NASHVILLE. The numbers are stark and getting starker, with well over 100,000 medium- and heavy-duty truck technicians needed to be hired over the next decade to keep up with demand and to replace retiring workers – jobs many think will be difficult if not impossible to fill.
Yet a panel discussion here at the 2016 Technology & Maintenance Council (TMC) annual meeting indicated that solving the technician shortage will require some long-term tactical changes on the part of fleet managers, particularly when it comes to getting them directly involved on an ongoing basis with their public school systems.
“This is a national problem with a local solution,” explained George Arrants, director of training and recruitment for the WheelTime Network. “What schools are teaching our kids today is not what this industry needs. But we are part of the problem. If our industry is involved in the school systems around this country, then the vocational programs won’t get closed down.

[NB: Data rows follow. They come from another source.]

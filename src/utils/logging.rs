//! 日志工具模块
//!
//! 提供日志初始化，以及格式化输出的辅助函数

use tracing::{info, Level};
use tracing_subscriber::layer::SubscriberExt;
use tracing_subscriber::util::SubscriberInitExt;
use tracing_subscriber::{fmt, EnvFilter};

/// 初始化全局 tracing subscriber
///
/// `RUST_LOG` 优先；未设置时默认 `info`，`verbose` 时为 `debug`。
/// 重复调用只有第一次生效。
///
/// # 参数
/// - `json`: 是否输出 JSON 行
/// - `verbose`: 是否输出调试日志
pub fn init_tracing(json: bool, verbose: bool) {
    let level = if verbose { Level::DEBUG } else { Level::INFO };
    let env_filter =
        EnvFilter::try_from_default_env().unwrap_or_else(|_| EnvFilter::new(level.as_str()));

    let registry = tracing_subscriber::registry().with(env_filter);
    if json {
        registry
            .with(fmt::layer().with_target(false).json())
            .try_init()
            .ok();
    } else {
        registry
            .with(fmt::layer().with_target(false))
            .try_init()
            .ok();
    }
}

/// 记录阶段开始信息
///
/// # 参数
/// - `stage`: 阶段名称
/// - `object_name`: 处理的对象
pub fn log_stage_start(stage: &str, object_name: &str) {
    info!("{}", "=".repeat(60));
    info!("🚀 {} 开始", stage);
    info!("📄 对象: {}", object_name);
    info!("{}", "=".repeat(60));
}

/// 记录批次开始信息
///
/// 流式读取时总数未知，所以只记录本批的题号范围
///
/// # 参数
/// - `batch_num`: 批次编号
/// - `first`: 本批第一道题的编号
/// - `last`: 本批最后一道题的编号
pub fn log_batch_start(batch_num: usize, first: usize, last: usize) {
    info!("\n{}", "=".repeat(60));
    info!("📦 开始处理第 {} 批", batch_num);
    info!("📄 本批题目: {}-{}", first, last);
    info!("{}", "=".repeat(60));
}

/// 记录批次完成信息
///
/// # 参数
/// - `batch_num`: 批次编号
/// - `explained`: 成功生成解释的数量
/// - `total`: 本批题目数量
pub fn log_batch_complete(batch_num: usize, explained: usize, total: usize) {
    info!("\n{}", "─".repeat(60));
    info!("✓ 第 {} 批完成: 成功 {}/{}", batch_num, explained, total);
    info!("{}", "─".repeat(60));
}

/// 打印最终统计信息
///
/// # 参数
/// - `explained`: 成功数量
/// - `placeholders`: 使用占位文本的数量
/// - `total`: 总数
/// - `output_path`: 输出产物路径
pub fn print_final_stats(explained: usize, placeholders: usize, total: usize, output_path: &str) {
    info!("\n{}", "=".repeat(60));
    info!("📊 全部处理完成统计");
    info!(
        "完成时间: {}",
        chrono::Local::now().format("%Y-%m-%d %H:%M:%S")
    );
    info!("{}", "=".repeat(60));
    info!("✅ 成功: {}/{}", explained, total);
    info!("❌ 占位: {}", placeholders);
    info!("{}", "=".repeat(60));
    info!("\n结果已保存至: {}", output_path);
}

/// 截断长文本用于日志显示
///
/// # 参数
/// - `text`: 原始文本
/// - `max_len`: 最大长度
///
/// # 返回
/// 返回截断后的文本
pub fn truncate_text(text: &str, max_len: usize) -> String {
    if text.chars().count() > max_len {
        text.chars().take(max_len).collect::<String>() + "..."
    } else {
        text.to_string()
    }
}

Industry and education should not be two separate words; they need to be one phrase.”
Ken Calhoun, VP of customer relations at the Truck Centers of Arkansas dealership network, stressed that fleets “must engage and engage early” with their local schools, noting that his dealership not only created an in-house apprenticeship and mentoring program designed to attract high school students, but regularly gets local 8th graders to “shadow” some of the company’s shop personnel for a day to build interest in the truck-repair career.
“It’s a matter of survival; there is no existing workforce to go out and draw from. You have to grow your own technicians,” he said. “There is no such thing as ‘too early’ anymore.”
Ken Williams, a former Verizon fleet director, noted that the technician recruiting problem also begins in part around the dinner table.
“Parents still expect their kids to go to college,” he said. “And the shop classes are gone from the high schools. So we not only need to put the education piece back in, we need to show that this occupation is valued, needed, and offers opportunity. Many of us [fleet managers] started out on the shop floor before becoming VPs and directors. We need to talk about that.”
In an earlier presentation, Randy Zook, CEO for the Arkansas State Chamber of Commerce, noted that the “college-focused” mindset of parents and educators is not delivering the expected career and salary rewards.Zook (at right) said that out of 100 typical ninth graders in Arkansas public schools today, 86 will graduate high school with 43 entering college. But only 27 will make it through two years of college, with just 15 managing to complete a Bachelor of Arts degree within a six year timeframe.
“Those are bothersome numbers,” he stressed.
Compounding the problem is that while U.S. employment is near historic lows of 4.8%, so is the nation’s labor force participation rate at 62.4%; the lowest level in 38 years.
That in essence means millions of jobs are going unfilled but millions of available workers can’t take them. “What in the world is going on? We have a skills gap,” Zook pointed out. “People don’t have the skills required for the available jobs.”
WheelTime Arrants termed that “structural unemployment,” which highlights the growing disconnect between industry and education and is why fleet managers to get more directly involved in the schools.
“In five or six years we’re going to see something we haven’t seen since World War II: a shortage in human capital,” he noted. “We created this generation and we expect them to understand the way we think. What we need to do is understand the way they think. There are more electronics and technologies on trucks today than almost anything else that moves in this world. Our job is to educate the educators. We need to drive the [education] train so we can change the game.”